| INSTRUCTIONS TO FOLLOW |
Write the listing below out again exactly, though only as far as the line with "within the buffer.", which is included.
[Opening DATASET EXCERPTS section]
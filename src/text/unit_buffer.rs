//! Growable container of units with offset translation.

use crate::error::{Error, Result};
use crate::text::unit::{Unit, segment, slice_chars};
use std::ops::Range;

/// Rounding direction when an external offset falls inside an atomic unit.
#[derive(Clone, Copy, Debug, Default, PartialEq, Eq, Hash)]
pub enum Bias {
    /// Round to the start of the unit.
    #[default]
    Left,
    /// Round to the end of the unit.
    Right,
}

/// Ordered sequence of [`Unit`]s with cached internal/external lengths.
///
/// Per-unit start offsets are cached alongside the units, so translating an
/// offset is a binary search. `append` extends the caches in O(1); `insert`
/// and `remove` rebuild them.
#[derive(Clone, Debug, Default, PartialEq, Eq)]
pub struct UnitBuffer {
    units: Vec<Unit>,
    /// Internal start offset of each unit.
    starts: Vec<usize>,
    /// External start offset of each unit.
    external_starts: Vec<usize>,
    internal_len: usize,
    external_len: usize,
}

/// A borrowed sub-range of one unit.
#[derive(Clone, Copy, Debug, PartialEq, Eq)]
pub struct UnitSlice<'a> {
    /// The unit being sliced.
    pub unit: &'a Unit,
    /// Internal range relative to the unit start.
    pub range: (usize, usize),
    /// Absolute internal offset of the slice start within the buffer.
    pub offset: usize,
}

impl<'a> UnitSlice<'a> {
    /// Whether the slice covers the whole unit.
    #[must_use]
    pub fn is_whole(&self) -> bool {
        self.range.0 == 0 && self.range.1 == self.unit.internal_len()
    }

    /// Visible text of the slice.
    #[must_use]
    pub fn external_text(&self) -> std::borrow::Cow<'a, str> {
        match self.unit {
            Unit::Text(text) => std::borrow::Cow::Borrowed(slice_chars(text, self.range.0, self.range.1)),
            _ => self.unit.external_text(),
        }
    }

    /// Internal length of the slice.
    #[must_use]
    pub const fn len(&self) -> usize {
        self.range.1 - self.range.0
    }

    /// Check if empty.
    #[must_use]
    pub const fn is_empty(&self) -> bool {
        self.range.1 == self.range.0
    }
}

impl UnitBuffer {
    /// Create an empty buffer.
    #[must_use]
    pub fn new() -> Self {
        Self::default()
    }

    /// Create an empty buffer with room for `capacity` units.
    #[must_use]
    pub fn with_capacity(capacity: usize) -> Self {
        Self {
            units: Vec::with_capacity(capacity),
            starts: Vec::with_capacity(capacity),
            external_starts: Vec::with_capacity(capacity),
            internal_len: 0,
            external_len: 0,
        }
    }

    /// Create a buffer by segmenting text into units.
    #[must_use]
    pub fn from_text(text: &str) -> Self {
        Self::from_units(segment(text))
    }

    /// Create a buffer from units. Empty text units are skipped.
    #[must_use]
    pub fn from_units(units: impl IntoIterator<Item = Unit>) -> Self {
        let mut buffer = Self::new();
        for unit in units {
            buffer.append(unit);
        }
        buffer
    }

    /// Append a unit, returning the internal range it now occupies.
    pub fn append(&mut self, unit: Unit) -> Range<usize> {
        let start = self.internal_len;
        let internal = unit.internal_len();
        if internal == 0 {
            return start..start;
        }
        self.starts.push(start);
        self.external_starts.push(self.external_len);
        self.internal_len += internal;
        self.external_len += unit.external_len();
        self.units.push(unit);
        start..self.internal_len
    }

    /// Segment text and append the resulting units.
    pub fn append_text(&mut self, text: &str) -> Range<usize> {
        let start = self.internal_len;
        for unit in segment(text) {
            self.append(unit);
        }
        start..self.internal_len
    }

    /// Insert a unit at an internal offset.
    ///
    /// An offset strictly inside a text unit splits that unit around the new
    /// one; an offset on a unit boundary inserts between the neighbours;
    /// `offset == len()` appends.
    pub fn insert(&mut self, unit: Unit, offset: usize) -> Result<()> {
        if offset > self.internal_len {
            return Err(Error::InvalidOffset {
                offset,
                len: self.internal_len,
            });
        }
        if offset == self.internal_len {
            self.append(unit);
            return Ok(());
        }
        if unit.internal_len() == 0 {
            return Ok(());
        }

        let (idx, local) = self.locate(offset);
        if local == 0 {
            self.units.insert(idx, unit);
        } else {
            let (before, after) = self.units[idx].split_at(local);
            let replacement = before.into_iter().chain(Some(unit)).chain(after);
            self.units.splice(idx..=idx, replacement);
        }
        self.rebuild_index();
        Ok(())
    }

    /// Remove the internal range `[start, end)`, returning the removed units.
    ///
    /// Text units on the boundaries are split so exactly the requested range
    /// disappears. Atomic units occupy a single slot, so internal boundaries
    /// never fall inside one.
    pub fn remove(&mut self, start: usize, end: usize) -> Result<Vec<Unit>> {
        if end > self.internal_len {
            return Err(Error::InvalidOffset {
                offset: end,
                len: self.internal_len,
            });
        }
        if start > end {
            return Err(Error::InvalidOffset {
                offset: start,
                len: end,
            });
        }
        if start == end {
            return Ok(Vec::new());
        }

        let first = self.split_boundary(start);
        let last = self.split_boundary(end);
        let removed: Vec<Unit> = self.units.drain(first..last).collect();
        self.rebuild_index();
        Ok(removed)
    }

    /// Ensure a unit boundary at `offset`; returns the index of the first
    /// unit starting at or after it.
    fn split_boundary(&mut self, offset: usize) -> usize {
        if offset == self.internal_len {
            return self.units.len();
        }
        let (idx, local) = self.locate(offset);
        if local == 0 {
            return idx;
        }
        let (before, after) = self.units[idx].split_at(local);
        let parts: Vec<Unit> = before.into_iter().chain(after).collect();
        self.units.splice(idx..=idx, parts);
        self.rebuild_index();
        idx + 1
    }

    fn rebuild_index(&mut self) {
        self.starts.clear();
        self.external_starts.clear();
        let mut internal = 0;
        let mut external = 0;
        for unit in &self.units {
            self.starts.push(internal);
            self.external_starts.push(external);
            internal += unit.internal_len();
            external += unit.external_len();
        }
        self.internal_len = internal;
        self.external_len = external;
    }

    /// Unit index containing an internal offset, and the offset within it.
    ///
    /// For `offset == len()` returns `(unit_count, 0)`.
    #[must_use]
    pub fn locate(&self, offset: usize) -> (usize, usize) {
        if offset >= self.internal_len {
            return (self.units.len(), offset - self.internal_len);
        }
        let idx = self.starts.partition_point(|&start| start <= offset) - 1;
        (idx, offset - self.starts[idx])
    }

    /// Translate an internal offset to an external offset.
    ///
    /// Offsets past the end clamp to the external length.
    #[must_use]
    pub fn internal_to_external(&self, offset: usize) -> usize {
        if offset >= self.internal_len {
            return self.external_len;
        }
        let (idx, local) = self.locate(offset);
        // Atomic units only have local offset 0 here.
        self.external_starts[idx] + local
    }

    /// Translate an external offset to an internal offset.
    ///
    /// Offsets strictly inside an atomic unit are rounded according to `bias`.
    /// Offsets past the end clamp to the internal length.
    #[must_use]
    pub fn external_to_internal(&self, offset: usize, bias: Bias) -> usize {
        if offset >= self.external_len {
            return self.internal_len;
        }
        let idx = self
            .external_starts
            .partition_point(|&start| start <= offset)
            - 1;
        let local = offset - self.external_starts[idx];
        match &self.units[idx] {
            Unit::Text(_) => self.starts[idx] + local,
            _ if local == 0 => self.starts[idx],
            _ => match bias {
                Bias::Left => self.starts[idx],
                Bias::Right => self.starts[idx] + 1,
            },
        }
    }

    /// Iterate over the unit slices covering an internal range.
    #[must_use]
    pub fn slices(&self, range: Range<usize>) -> UnitSlices<'_> {
        let end = range.end.min(self.internal_len);
        let start = range.start.min(end);
        let (idx, _) = self.locate(start);
        UnitSlices {
            buffer: self,
            idx,
            pos: start,
            end,
        }
    }

    /// External length of an internal range.
    #[must_use]
    pub fn external_len_of(&self, range: Range<usize>) -> usize {
        self.internal_to_external(range.end) - self.internal_to_external(range.start)
    }

    /// Visible text of an internal range.
    #[must_use]
    pub fn external_text_of(&self, range: Range<usize>) -> String {
        self.slices(range)
            .map(|slice| slice.external_text())
            .collect()
    }

    /// Storage text of an internal range.
    #[must_use]
    pub fn internal_text_of(&self, range: Range<usize>) -> String {
        self.slices(range)
            .map(|slice| match slice.unit {
                Unit::Text(_) => slice.external_text(),
                unit => unit.internal_text(),
            })
            .collect()
    }

    /// Full visible text.
    #[must_use]
    pub fn text(&self) -> String {
        self.units.iter().map(Unit::external_text).collect()
    }

    /// Full storage text.
    #[must_use]
    pub fn internal_text(&self) -> String {
        self.units.iter().map(Unit::internal_text).collect()
    }

    /// The units in order.
    #[must_use]
    pub fn units(&self) -> &[Unit] {
        &self.units
    }

    /// Number of units.
    #[must_use]
    pub fn unit_count(&self) -> usize {
        self.units.len()
    }

    /// Total internal length.
    #[must_use]
    pub const fn len(&self) -> usize {
        self.internal_len
    }

    /// Total external length.
    #[must_use]
    pub const fn external_len(&self) -> usize {
        self.external_len
    }

    /// Check if empty.
    #[must_use]
    pub const fn is_empty(&self) -> bool {
        self.internal_len == 0
    }
}

/// Iterator over [`UnitSlice`]s of a buffer range. See [`UnitBuffer::slices`].
#[derive(Clone, Debug)]
pub struct UnitSlices<'a> {
    buffer: &'a UnitBuffer,
    idx: usize,
    pos: usize,
    end: usize,
}

impl<'a> Iterator for UnitSlices<'a> {
    type Item = UnitSlice<'a>;

    fn next(&mut self) -> Option<Self::Item> {
        if self.pos >= self.end {
            return None;
        }
        let unit = self.buffer.units.get(self.idx)?;
        let unit_start = self.buffer.starts[self.idx];
        let local_start = self.pos - unit_start;
        let local_end = unit.internal_len().min(self.end - unit_start);
        let slice = UnitSlice {
            unit,
            range: (local_start, local_end),
            offset: self.pos,
        };
        self.pos = unit_start + local_end;
        self.idx += 1;
        Some(slice)
    }
}
//! `pieceweave` - Piece-table rich text buffer
//!
//! The document model behind a rich-text editor control: text mixed with
//! atomic emoji and embedded-object units, per-range character and paragraph
//! decorations, change notification, linear undo/redo, and row/column
//! addressing for table paragraphs.
//!
//! ```
//! use pieceweave::{PieceTable, Rgba, TextDecoration};
//!
//! let mut table = PieceTable::with_text("Original Bigger Text");
//! let red = TextDecoration::builder().foreground(Rgba::RED).build();
//! table.decorate(1, 2, &red.into()).unwrap();
//!
//! let runs = table.styled_runs();
//! assert_eq!(runs[1].text, "r");
//! ```

// Crate-level lint configuration
#![allow(clippy::module_name_repetitions)] // Allow TextDecoration in decoration::text
#![allow(clippy::missing_errors_doc)] // Errors are documented on the Error enum
#![allow(clippy::missing_panics_doc)] // Panics only on internal invariant violations
#![allow(clippy::missing_const_for_fn)] // Many functions could be const, not critical
#![allow(clippy::doc_markdown)] // Allow technical names without backticks
#![allow(clippy::use_self)] // Allow explicit type names in impl blocks
#![allow(clippy::must_use_candidate)] // Not every accessor needs #[must_use]
#![allow(clippy::return_self_not_must_use)] // Builders are obviously consumed
#![allow(clippy::float_cmp)] // Decoration floats are compared by value intentionally
#![allow(clippy::items_after_statements)] // Common pattern in tests
#![allow(clippy::redundant_clone)] // Clones in tests for clarity are fine
#![allow(clippy::needless_collect)] // Collect for assertions is clear

pub mod color;
pub mod decoration;
pub mod error;
pub mod event;
pub mod text;
pub mod unicode;

// Re-export core types at crate root
pub use color::Rgba;
pub use decoration::{
    Decoration, FontPosture, FontWeight, HyperlinkDecoration, ImageDecoration, ListGraphic,
    ParagraphDecoration, TableDecoration, TextAlignment, TextDecoration, TextEffects,
};
pub use error::{Error, Result};
pub use event::{ChangeEvent, ListenerId};

// Re-export commonly used types
pub use text::{
    Bias, Command, CommandLog, DecorationModel, Direction, Document, EditOptions, Fragment,
    FragmentContent, Piece, PieceTable, RichEditBuffer, Source, StyledRun, TABLE_SEPARATOR, Table,
    Unit, UnitBuffer,
};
[Closing DATASET EXCERPTS section]
| ANSWER FOR THE TASK |
filename src/text/unit_buffer.rs
//! Growable container of units with offset translation.

use crate::error::{Error, Result};
use crate::text::unit::{Unit, segment, slice_chars};
use std::ops::Range;

/// Rounding direction when an external offset falls inside an atomic unit.
#[derive(Clone, Copy, Debug, Default, PartialEq, Eq, Hash)]
pub enum Bias {
    /// Round to the start of the unit.
    #[default]
    Left,
    /// Round to the end of the unit.
    Right,
}

/// Ordered sequence of [`Unit`]s with cached internal/external lengths.
///
/// Per-unit start offsets are cached alongside the units, so translating an
/// offset is a binary search. `append` extends the caches in O(1); `insert`
/// and `remove` rebuild them.
#[derive(Clone, Debug, Default, PartialEq, Eq)]
pub struct UnitBuffer {
    units: Vec<Unit>,
    /// Internal start offset of each unit.
    starts: Vec<usize>,
    /// External start offset of each unit.
    external_starts: Vec<usize>,
    internal_len: usize,
    external_len: usize,
}

/// A borrowed sub-range of one unit.
#[derive(Clone, Copy, Debug, PartialEq, Eq)]
pub struct UnitSlice<'a> {
    /// The unit being sliced.
    pub unit: &'a Unit,
    /// Internal range relative to the unit start.
    pub range: (usize, usize),
    /// Absolute internal offset of the slice start within the buffer.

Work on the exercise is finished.